Originally posted by: BladeVenom
Originally posted by: vi edit
Are you people so bitter that you'd rather have no high def format instead of the one you originally picked?
This is about the best you'll ever get in terms of picture quality and sound in conventional movie media. I can't beleive that people actually put their own personal battles in front of that instead of wanting better quality.
The format war is over. Deal with it. Embrace the new format or lose it completely.
Epic Fail. I never bought into HD-DVD. If it fails, another format will come along. Your fanaticism that Blu-ray is the one and only possible HD format is what's truly laughable. Most formats fail and something better, cheaper, or more convenient comes along.

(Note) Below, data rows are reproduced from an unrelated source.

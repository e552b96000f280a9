//! Google Cloud Logging MCP 服务核心库
//! 纯逻辑（脱敏、路径解析、摘要、缓存、时间过滤）与网络边界（api/rest）、传输层（mcp/http）分离。

pub mod api;
pub mod cache;
pub mod config;
pub mod error;
pub mod http;
pub mod mcp;
pub mod model;
pub mod path;
pub mod redact;
pub mod rest;
pub mod summary;
pub mod time_range;
pub mod tools;
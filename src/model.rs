use std::fmt;

use serde::{Deserialize, Serialize};
use serde_json::{Map, Value};

/// 日志唯一标识（云端的 insertId）。仅作为缓存键使用。
#[derive(Debug, Clone, PartialEq, Eq, Hash, Default, Serialize, Deserialize)]
#[serde(transparent)]
pub struct LogId(String);

impl LogId {
    pub fn new(id: impl Into<String>) -> Self {
        Self(id.into())
    }

    pub fn as_str(&self) -> &str {
        &self.0
    }
}

impl fmt::Display for LogId {
    fn fmt(&self, f: &mut fmt::Formatter<'_>) -> fmt::Result {
        f.write_str(&self.0)
    }
}

impl From<&str> for LogId {
    fn from(s: &str) -> Self {
        Self(s.to_string())
    }
}

impl From<String> for LogId {
    fn from(s: String) -> Self {
        Self(s)
    }
}

#[derive(Debug, Clone, Copy, PartialEq, Eq, Default, Serialize, Deserialize)]
#[serde(rename_all = "SCREAMING_SNAKE_CASE")]
pub enum Severity {
    Debug,
    Info,
    Notice,
    Warning,
    Error,
    Critical,
    Alert,
    Emergency,
    // 未知级别统一归为 DEFAULT
    #[default]
    #[serde(other)]
    Default,
}

impl Severity {
    pub fn as_str(&self) -> &'static str {
        match self {
            Severity::Default => "DEFAULT",
            Severity::Debug => "DEBUG",
            Severity::Info => "INFO",
            Severity::Notice => "NOTICE",
            Severity::Warning => "WARNING",
            Severity::Error => "ERROR",
            Severity::Critical => "CRITICAL",
            Severity::Alert => "ALERT",
            Severity::Emergency => "EMERGENCY",
        }
    }
}

impl fmt::Display for Severity {
    fn fmt(&self, f: &mut fmt::Formatter<'_>) -> fmt::Result {
        f.write_str(self.as_str())
    }
}

/// 云端返回的一条完整日志记录。
///
/// 除 payload 以外的元数据（labels、resource、httpRequest、trace 等）原样保存在
/// `metadata` 中，键顺序与接收顺序一致，核心逻辑只通过字段路径访问它们。
#[derive(Debug, Clone, PartialEq, Serialize, Deserialize)]
pub struct LogEntry {
    #[serde(rename = "insertId", default)]
    pub insert_id: LogId,
    #[serde(default)]
    pub timestamp: String,
    #[serde(default)]
    pub severity: Severity,
    #[serde(rename = "textPayload", default, skip_serializing_if = "Option::is_none")]
    pub text_payload: Option<String>,
    #[serde(rename = "jsonPayload", default, skip_serializing_if = "Option::is_none")]
    pub json_payload: Option<Value>,
    #[serde(rename = "protoPayload", default, skip_serializing_if = "Option::is_none")]
    pub proto_payload: Option<Value>,
    #[serde(flatten)]
    pub metadata: Map<String, Value>,
}

impl LogEntry {
    pub fn new(insert_id: impl Into<LogId>, timestamp: impl Into<String>, severity: Severity) -> Self {
        Self {
            insert_id: insert_id.into(),
            timestamp: timestamp.into(),
            severity,
            text_payload: None,
            json_payload: None,
            proto_payload: None,
            metadata: Map::new(),
        }
    }

    pub fn with_text_payload(mut self, text: impl Into<String>) -> Self {
        self.text_payload = Some(text.into());
        self
    }

    pub fn with_json_payload(mut self, payload: Value) -> Self {
        self.json_payload = Some(payload);
        self
    }

    pub fn with_proto_payload(mut self, payload: Value) -> Self {
        self.proto_payload = Some(payload);
        self
    }

    pub fn with_metadata(mut self, key: impl Into<String>, value: Value) -> Self {
        self.metadata.insert(key.into(), value);
        self
    }

    /// 以通用 JSON 对象的形式查看整条记录，供字段路径解析使用。
    pub fn to_value(&self) -> Value {
        serde_json::to_value(self).unwrap_or_default()
    }
}

/// 单条日志的摘要视图，按请求即时计算，不做存储。
#[derive(Debug, Clone, PartialEq, Serialize, Deserialize)]
pub struct LogSummary {
    pub id: LogId,
    pub timestamp: String,
    pub severity: Severity,
    pub summary: String,
}

#[derive(Debug, Clone, Copy, PartialEq, Eq, Serialize, Deserialize)]
#[serde(rename_all = "lowercase")]
pub enum SortDirection {
    Asc,
    Desc,
}

impl SortDirection {
    pub fn as_str(&self) -> &'static str {
        match self {
            SortDirection::Asc => "asc",
            SortDirection::Desc => "desc",
        }
    }
}

#[derive(Debug, Clone, Copy, PartialEq, Eq, Serialize, Deserialize)]
pub struct OrderBy {
    pub timestamp: SortDirection,
}

#[derive(Debug, Clone, Default, Serialize, Deserialize)]
#[serde(rename_all = "camelCase")]
pub struct QueryLogsRequest {
    #[serde(default)]
    pub project_id: Option<String>,
    pub filter: String,
    #[serde(default, alias = "start_time")]
    pub start_time: Option<String>,
    #[serde(default, alias = "end_time")]
    pub end_time: Option<String>,
    #[serde(default)]
    pub resource_names: Option<Vec<String>>,
    #[serde(default)]
    pub page_size: Option<u32>,
    #[serde(default)]
    pub page_token: Option<String>,
    #[serde(default)]
    pub order_by: Option<OrderBy>,
    #[serde(default)]
    pub summary_fields: Option<Vec<String>>,
}

#[derive(Debug, Clone, Serialize, Deserialize)]
#[serde(rename_all = "camelCase")]
pub struct QueryLogsResponse {
    pub logs: Vec<LogSummary>,
    pub page_size: usize,
    #[serde(skip_serializing_if = "Option::is_none")]
    pub next_page_token: Option<String>,
}

#[derive(Debug, Clone, Serialize, Deserialize)]
#[serde(rename_all = "camelCase")]
pub struct GetLogDetailRequest {
    #[serde(default)]
    pub project_id: Option<String>,
    pub log_id: String,
}

#[derive(Debug, Clone, Default, Serialize, Deserialize)]
#[serde(rename_all = "camelCase")]
pub struct ListProjectsRequest {
    #[serde(default)]
    pub filter: Option<String>,
    #[serde(default)]
    pub page_size: Option<u32>,
    #[serde(default)]
    pub page_token: Option<String>,
}

#[derive(Debug, Clone, Copy, PartialEq, Eq, Default, Serialize, Deserialize)]
#[serde(rename_all = "SCREAMING_SNAKE_CASE")]
pub enum ProjectState {
    DeleteRequested,
    DeleteInProgress,
    #[default]
    #[serde(other)]
    Active,
}

#[derive(Debug, Clone, PartialEq, Serialize, Deserialize)]
#[serde(rename_all = "camelCase")]
pub struct Project {
    #[serde(default)]
    pub project_id: String,
    #[serde(default)]
    pub name: String,
    #[serde(default, skip_serializing_if = "Option::is_none")]
    pub display_name: Option<String>,
    #[serde(default)]
    pub state: ProjectState,
    #[serde(default, skip_serializing_if = "Option::is_none")]
    pub create_time: Option<String>,
    #[serde(default, skip_serializing_if = "Option::is_none")]
    pub update_time: Option<String>,
}

#[derive(Debug, Clone, Default, Serialize, Deserialize)]
#[serde(rename_all = "camelCase")]
pub struct ProjectPage {
    #[serde(default)]
    pub projects: Vec<Project>,
    #[serde(default, skip_serializing_if = "Option::is_none")]
    pub next_page_token: Option<String>,
}

#[cfg(test)]
mod tests {
    use super::*;
    use serde_json::json;

    #[test]
    fn log_entry_keeps_passthrough_metadata_in_order() {
        let raw = json!({
            "insertId": "abc",
            "timestamp": "2024-01-01T00:00:00Z",
            "severity": "ERROR",
            "labels": { "service": "api" },
            "trace": "projects/p/traces/1",
            "resource": { "type": "global" }
        });
        let entry: LogEntry = serde_json::from_value(raw).unwrap();
        assert_eq!(entry.insert_id.as_str(), "abc");
        assert_eq!(entry.severity, Severity::Error);
        let keys: Vec<&str> = entry.metadata.keys().map(String::as_str).collect();
        assert_eq!(keys, vec!["labels", "trace", "resource"]);
    }

    #[test]
    fn unknown_or_missing_severity_is_default() {
        let entry: LogEntry = serde_json::from_value(json!({
            "insertId": "a",
            "timestamp": "t",
            "severity": "LOUD"
        }))
        .unwrap();
        assert_eq!(entry.severity, Severity::Default);

        let entry: LogEntry = serde_json::from_value(json!({ "insertId": "b" })).unwrap();
        assert_eq!(entry.severity, Severity::Default);
    }

    #[test]
    fn catch_all_variants_serialize_by_name() {
        assert_eq!(serde_json::to_value(Severity::Default).unwrap(), json!("DEFAULT"));
        assert_eq!(serde_json::to_value(Severity::Emergency).unwrap(), json!("EMERGENCY"));

        let state: ProjectState = serde_json::from_value(json!("DELETE_IN_PROGRESS")).unwrap();
        assert_eq!(state, ProjectState::DeleteInProgress);
        let state: ProjectState = serde_json::from_value(json!("STATE_UNSPECIFIED")).unwrap();
        assert_eq!(state, ProjectState::Active);
        assert_eq!(serde_json::to_value(ProjectState::Active).unwrap(), json!("ACTIVE"));
    }

    #[test]
    fn query_request_accepts_camel_case() {
        let req: QueryLogsRequest = serde_json::from_value(json!({
            "projectId": "p",
            "filter": "severity=\"ERROR\"",
            "startTime": "2024-01-01T00:00:00Z",
            "orderBy": { "timestamp": "asc" },
            "summaryFields": ["labels.service"]
        }))
        .unwrap();
        assert_eq!(req.project_id.as_deref(), Some("p"));
        assert_eq!(req.start_time.as_deref(), Some("2024-01-01T00:00:00Z"));
        assert_eq!(req.order_by.map(|o| o.timestamp), Some(SortDirection::Asc));
        assert!(req.end_time.is_none());
    }

    #[test]
    fn query_request_requires_filter() {
        let res: std::result::Result<QueryLogsRequest, _> =
            serde_json::from_value(json!({ "projectId": "p", "startTime": "-1h" }));
        assert!(res.is_err());
    }
}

Audio-DVD and Super Audio CD both failed, and now digital downloads is now the winner. Same can happen with movies. HD-DVD failed and Blu-ray might fail. Then we'll go to digital downloads just like with music.
Most people are happy with DVD. Upscaling players are a good enough solution till digital downloads become the norm. Or maybe even holographic discs.
You're the one who's being over emotional and scared your beloved Blu-ray might be a dead end.
The problem is, no company in their right mind will try to launch a new format with Blu-Ray already entrenched. Yes, entrenched. The only sensible possibility would have to be something that offered 1080p/etc/etc, and that would be expensive and start with NO library of movies or existing infrastructure of sold-through players and mfg/distribution.
So. Blu-Ray is IT, like it or no. Nothing replaced CD as a physical medium for selling music because the demand just wasn't there. Audio CDs were good enough for pretty much anyone, so it didn't make sense for someone to buy a $500 player just to have to search high and low for the trickle of releases. 1080p is a lot different though, it looks so much better than DVD that it's ridiculous, so it pretty much sells itself.
Now, as to what will replace Blu-Ray, I have to think that digital/online distribution is the only way. BUT : even with compression, that's a spastically high amount of data, and will only be feasible when ~100mbit fibre is pretty much a standard. So, maybe 8-12 years down the line.
In the meantime, BR players will come down to the $100-$150 mark, and when they do, people will start buying them. It's pretty easy to see that BR will probably become the dominant movie format within 36 months.
<--- not a fanboy, I don't even own a BR or HD-DVD (thought the closeouts on HD-DVD look tempting, $2.99 movies at Fry's last week).